=== Begin Enclosure ===

use thiserror::Error;

#[derive(Error, Debug)]
pub enum NetError {
    #[error("io error: {0}")]
    Io(#[from] std::io::Error),
    #[error("could not connect: {0}")]
    ConnectFailed(std::io::Error),
    #[error("address did not resolve")]
    AddressResolution,
    #[error("socket is not connected")]
    NotConnected,
    #[error("operation timed out")]
    Timeout,
    #[error("operation cancelled")]
    Cancelled,
    #[error(transparent)]
    Reactor(#[from] axon_reactor::ReactorError),
}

=== End Enclosure ===

■ TASK DESCRIPTION ■
Reproduce the final stretch of the data above: every line from the one holding "#[derive(Error, Debug)]" through the end, inclusive, exactly as written and nothing else.

■ ANSWER FOR THE TASK ■
#[derive(Error, Debug)]
pub enum NetError {
    #[error("io error: {0}")]
    Io(#[from] std::io::Error),
    #[error("could not connect: {0}")]
    ConnectFailed(std::io::Error),
    #[error("address did not resolve")]
    AddressResolution,
    #[error("socket is not connected")]
    NotConnected,
    #[error("operation timed out")]
    Timeout,
    #[error("operation cancelled")]
    Cancelled,
    #[error(transparent)]
    Reactor(#[from] axon_reactor::ReactorError),
}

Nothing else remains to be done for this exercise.